Points 1 and  2 are the primary form of documentation in an agile project in addition to the COS (Condition Of Satisfaction) created via tools like MindMap.

#9: Continuous integration and continuous delivery (CI/CD) process not properly implemented from the start. Continuous integration (CI) is a process in which developers and testers collaboratively validate new code. Continuous delivery (CD) is the process of continuously creating releasable artifacts. CI/CD is a process for continuous development, testing, and delivery of new code that enables organisations to release more often. Tools like Jenkins, Docker containers, Git Hub, Kubernetes, etc can be used to automate the process.

#10: Not having proper disaster recovery plans, system monitoring and archival strategies in place. It is easy to get missed on these activities in a rush to get the application deployed to meet the tight deadlines. Not having proper system monitoring through Nagios and Splunk can not only impact the stability of the application, but also can hinder current diagnostics and future improvements.

#11: Not designing Database tables with proper house keeping columns like created_datetm, update_datetm, created_by, updated_by and timestamp, and provision to logically delete records with columns like ‘deleted’ with ‘Y’ or ‘N’ values or record_status like ‘Active’ or ‘Inactive’. Proper constraints are equally important to not corrupt the data. Not having a version column for the optimistic concurrency.

#12: Not having proper system back-out plan to restore the system to its stable state before deployment if anything goes wrong. This plan needs to be properly reviewed and signed-off by the relevant teams. This includes backing out to previous versions of software artefacts, any data inserted into the database, properties file entries, etc.
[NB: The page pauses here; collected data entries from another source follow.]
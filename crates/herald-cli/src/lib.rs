//! Herald CLI - command-line interface for the Herald feed poster
//!
//! This crate ties the feed client, the posted-URL ledger, and the
//! Telegram publisher together into runnable cycles.

pub mod config;

pub use config::{Command, Settings};
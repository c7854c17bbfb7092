/// Placeholder title used when a feed entry carries none.
pub const DEFAULT_TITLE: &str = "No title";

/// Maximum number of characters of an entry summary that survive into a post.
pub const SUMMARY_MAX_CHARS: usize = 400;

/// One article pulled out of a feed document.
///
/// Items are transient: they live for a single cycle and are never
/// persisted. The `url` doubles as the item's identity for
/// deduplication against the posted-URL ledger.
///
/// # Examples
///
/// ```
/// use herald_core::FeedItem;
///
/// let item = FeedItem::new(
///     None,
///     "https://example.com/post".to_string(),
///     Some("A short summary".to_string()),
/// );
/// assert_eq!(item.title, "No title");
/// assert_eq!(item.summary, "A short summary");
/// ```
#[derive(Debug, Clone, PartialEq, Eq)]
pub struct FeedItem {
    pub title: String,
    pub url: String,
    pub summary: String,
}

impl FeedItem {
    /// Builds an item from raw parsed fields, applying the title
    /// placeholder and the summary cap.
    pub fn new(title: Option<String>, url: String, summary: Option<String>) -> Self {
        Self {
            title: title.unwrap_or_else(|| DEFAULT_TITLE.to_string()),
            url,
            summary: truncate_summary(&summary.unwrap_or_default()),
        }
    }
}

/// Caps a summary at [`SUMMARY_MAX_CHARS`] characters.
///
/// The cut is a raw slice: not word-boundary aware, and it may split
/// embedded markup mid-tag. Counting characters rather than bytes
/// keeps the cut valid for multi-byte text.
pub fn truncate_summary(summary: &str) -> String {
    match summary.char_indices().nth(SUMMARY_MAX_CHARS) {
        Some((idx, _)) => summary[..idx].to_string(),
        None => summary.to_string(),
    }
}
#13: Not performing proper capacity planning at the beginning of the project.  Its no longer sufficient to simply say that you “need a Unix box, an Oracle database server and a JBoss application server” when specifying your platform. You need to be really precise about the

  • specific versions of operating systems, JVMs, etc
  • how much memory (including physical memory, JVM heap size, JVM stack size, and JVM perm gen space)
  • CPU (number of cores)
  • load balancer, number of nodes required, node types like active/active or active/passive and clustering requirements. 
  • file system requirements, for example, your application may archive generated reports and keep it for a year before archiving them. So, you need to have enough hard disk space. Some applications require to generate data extract files to be generated and temporarily stored to be picked up by the other system processes or data warehouse systems for multi dimensional reporting. Some data files are SFTP’ed from other internal or external systems, and need to be kept for a period like 12 to 36 months before archived.

#14. “Not using the best tool for the job”. Too often developers will use a tool or language in production systems that they want to learn but may not be the best choice. For example, using a NoSQL database when your data is actually relational. Remember, whatever tools you choose, you may have to support them for the next 3-5 years (or longer).

#15. Lack of good knowledge in some of the 16 technical key areas like identifying, reproducing and fixing 1). “Concurrency issues” 2) Transactional issues 3) Performance issues 4) Security considerations e.g. SSL certs, keystores, truststores, etc. In many job interviews, I have sold my skills in these 4 key areas to secure new contracts.